## Entries shown
//! Lossless block-level redaction of baseline JPEG frames.
//!
//! Only the 8x8 blocks that intersect a redaction rectangle are rewritten.
//! Every other block keeps its entropy-coded bits, so untouched image regions
//! suffer no generation loss. Only baseline sequential Huffman JPEG (SOF0,
//! transfer syntax 1.2.840.10008.1.2.4.50) is handled.
//!
//! # Example
//!
//! ```rust,ignore
//! use medimg_blackout::redaction::{redact_baseline_jpeg, JpegRedactionOptions, RedactionShape};
//!
//! let shapes = [RedactionShape::new(0, 0, 256, 32)];
//! let redacted = redact_baseline_jpeg(&jpeg, &shapes, &JpegRedactionOptions::default())?;
//! ```

mod bits;
mod blackout;
mod huffman;
mod markers;

use rayon::prelude::*;
use serde::{Deserialize, Serialize};

use crate::config::transfer_syntax;
use crate::error::{BlackoutError, Result};

use super::RedactionShape;

/// Options for block-level JPEG redaction.
#[derive(Debug, Clone, Copy, Default, PartialEq, Eq, Serialize, Deserialize)]
pub struct JpegRedactionOptions {
    /// Gray level redacted luma blocks decode to.
    pub gray_level: u8,
    /// Always regenerate optimal Huffman tables instead of only when the
    /// existing tables lack a needed code.
    pub optimize_tables: bool,
}

/// Redact `shapes` in one baseline JPEG stream.
///
/// An empty shape list is rejected with `InvalidRequest`; any JPEG process
/// other than baseline with `UnsupportedTransferSyntax`.
pub fn redact_baseline_jpeg(
    data: &[u8],
    shapes: &[RedactionShape],
    options: &JpegRedactionOptions,
) -> Result<Vec<u8>> {
    if shapes.is_empty() {
        return Err(BlackoutError::InvalidRequest("no redaction shapes given".into()));
    }
    let structure = markers::parse(data)?;
    log::debug!(
        "Baseline JPEG {}x{}, {} component(s), {} scan(s)",
        structure.frame.width,
        structure.frame.height,
        structure.frame.components.len(),
        structure.scans.len()
    );
    blackout::redact_structure(data, &structure, shapes, options)
}

/// Redact the encapsulated frames of a baseline JPEG image.
///
/// `shapes[i]` lists the rectangles for frame `i`; frames without shapes are
/// returned unchanged. The transfer syntax is checked before any frame is
/// touched.
pub fn redact_encapsulated_frames(
    transfer_syntax_uid: &str,
    frames: &[Vec<u8>],
    shapes: &[Vec<RedactionShape>],
    options: &JpegRedactionOptions,
) -> Result<Vec<Vec<u8>>> {
    let uid = transfer_syntax::normalize(transfer_syntax_uid);
    if uid != transfer_syntax::JPEG_BASELINE {
        return Err(BlackoutError::UnsupportedTransferSyntax(format!(
            "block redaction needs baseline JPEG ({}), got {}",
            transfer_syntax::JPEG_BASELINE,
            uid
        )));
    }
    if shapes.iter().all(Vec::is_empty) {
        return Err(BlackoutError::InvalidRequest("no redaction shapes given".into()));
    }

    let redacted = frames
        .par_iter()
        .enumerate()
        .map(|(index, frame)| match shapes.get(index) {
            Some(frame_shapes) if !frame_shapes.is_empty() => redact_baseline_jpeg(frame, frame_shapes, options),
            _ => Ok(frame.clone()),
        })
        .collect::<Result<Vec<_>>>()?;
    log::info!("Redacted {} baseline JPEG frame(s)", shapes.iter().filter(|s| !s.is_empty()).count());
    Ok(redacted)
}

#[cfg(test)]
mod tests {
    use super::*;
    use image::codecs::jpeg::JpegEncoder;
    use image::ExtendedColorType;

    fn encode(pixels: &[u8], width: u32, height: u32, color: ExtendedColorType) -> Vec<u8> {
        let mut out = Vec::new();
        JpegEncoder::new_with_quality(&mut out, 85)
            .encode(pixels, width, height, color)
            .unwrap();
        out
    }

    fn gray_fixture() -> Vec<u8> {
        let pixels: Vec<u8> = (0..64u32)
            .flat_map(|y| (0..64u32).map(move |x| (100 + (x + y) % 100) as u8))
            .collect();
        encode(&pixels, 64, 64, ExtendedColorType::L8)
    }

    #[test]
    fn test_redacted_blocks_are_black_and_others_identical() {
        let data = gray_fixture();
        let shape = RedactionShape::new(18, 20, 10, 5);
        let out = redact_baseline_jpeg(&data, &[shape], &JpegRedactionOptions::default()).unwrap();

        let before = image::load_from_memory(&data).unwrap().to_luma8();
        let after = image::load_from_memory(&out).unwrap().to_luma8();
        // the shape touches blocks in columns 16..32 and rows 16..32
        for y in 0..64 {
            for x in 0..64 {
                let in_block = (16..32).contains(&x) && (16..32).contains(&y);
                let (a, b) = (before.get_pixel(x, y)[0], after.get_pixel(x, y)[0]);
                if in_block {
                    assert!(b <= 2, "pixel ({}, {}) = {}", x, y, b);
                } else {
                    assert_eq!(a, b, "pixel ({}, {}) changed", x, y);
                }
            }
        }
    }

    #[test]
    fn test_header_bytes_preserved() {
        let data = gray_fixture();
        let out = redact_baseline_jpeg(&data, &[RedactionShape::new(40, 40, 8, 8)], &JpegRedactionOptions::default()).unwrap();
        let sos = data.windows(2).position(|w| w == [0xFF, 0xDA]).unwrap();
        assert_eq!(&out[..sos], &data[..sos]);
        assert_eq!(&out[out.len() - 2..], &[0xFF, 0xD9]);
    }

    #[test]
    fn test_gray_level_option() {
        let data = gray_fixture();
        let options = JpegRedactionOptions {
            gray_level: 200,
            ..Default::default()
        };
        let out = redact_baseline_jpeg(&data, &[RedactionShape::new(0, 0, 8, 8)], &options).unwrap();
        let after = image::load_from_memory(&out).unwrap().to_luma8();
        let value = after.get_pixel(3, 3)[0] as i32;
        assert!((value - 200).abs() <= 3, "got {}", value);
    }

    #[test]
    fn test_color_redaction_is_dark() {
        let pixels: Vec<u8> = (0..32u32 * 32)
            .flat_map(|i| [(i % 200) as u8 + 40, 120, (255 - i % 200) as u8])
            .collect();
        let data = encode(&pixels, 32, 32, ExtendedColorType::Rgb8);
        let out = redact_baseline_jpeg(&data, &[RedactionShape::new(0, 0, 16, 16)], &JpegRedactionOptions::default()).unwrap();
        let after = image::load_from_memory(&out).unwrap().to_rgb8();
        for y in 2..14 {
            for x in 2..14 {
                let p = after.get_pixel(x, y);
                assert!(p[0] < 12 && p[1] < 12 && p[2] < 12, "pixel ({}, {}) = {:?}", x, y, p);
            }
        }
    }

    #[test]
    fn test_empty_shapes_rejected() {
        let result = redact_baseline_jpeg(&gray_fixture(), &[], &JpegRedactionOptions::default());
        assert!(matches!(result, Err(BlackoutError::InvalidRequest(_))));
    }

    #[test]
    fn test_non_baseline_rejected() {
        let mut data = gray_fixture();
        let sof = data.windows(2).position(|w| w == [0xFF, 0xC0]).unwrap();
        data[sof + 1] = 0xC2;
        let result = redact_baseline_jpeg(&data, &[RedactionShape::new(0, 0, 8, 8)], &JpegRedactionOptions::default());
        assert!(matches!(result, Err(BlackoutError::UnsupportedTransferSyntax(_))));
    }

    #[test]
    fn test_encapsulated_frames() {
        let frames = vec![gray_fixture(), gray_fixture()];
        let shapes = vec![Vec::new(), vec![RedactionShape::new(0, 0, 8, 8)]];
        let out = redact_encapsulated_frames(
            "1.2.840.10008.1.2.4.50\0",
            &frames,
            &shapes,
            &JpegRedactionOptions::default(),
        )
        .unwrap();
        assert_eq!(out[0], frames[0]);
        assert_ne!(out[1], frames[1]);

        let wrong = redact_encapsulated_frames(
            transfer_syntax::JPEG_LOSSLESS_SV1,
            &frames,
            &shapes,
            &JpegRedactionOptions::default(),
        );
        assert!(matches!(wrong, Err(BlackoutError::UnsupportedTransferSyntax(_))));

        let empty = redact_encapsulated_frames(
            transfer_syntax::JPEG_BASELINE,
            &frames,
            &[Vec::new(), Vec::new()],
            &JpegRedactionOptions::default(),
        );
        assert!(matches!(empty, Err(BlackoutError::InvalidRequest(_))));
    }
}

## Task to complete
Where the line holding "if uid != transfer_syntax::JPEG_BASELINE" appears in the listing above, start reproducing exactly, and end with the line holding "frame)| match shapes.get(index)".

## The answer
    if uid != transfer_syntax::JPEG_BASELINE {
        return Err(BlackoutError::UnsupportedTransferSyntax(format!(
            "block redaction needs baseline JPEG ({}), got {}",
            transfer_syntax::JPEG_BASELINE,
            uid
        )));
    }
    if shapes.iter().all(Vec::is_empty) {
        return Err(BlackoutError::InvalidRequest("no redaction shapes given".into()));
    }

    let redacted = frames
        .par_iter()
        .enumerate()
        .map(|(index, frame)| match shapes.get(index) {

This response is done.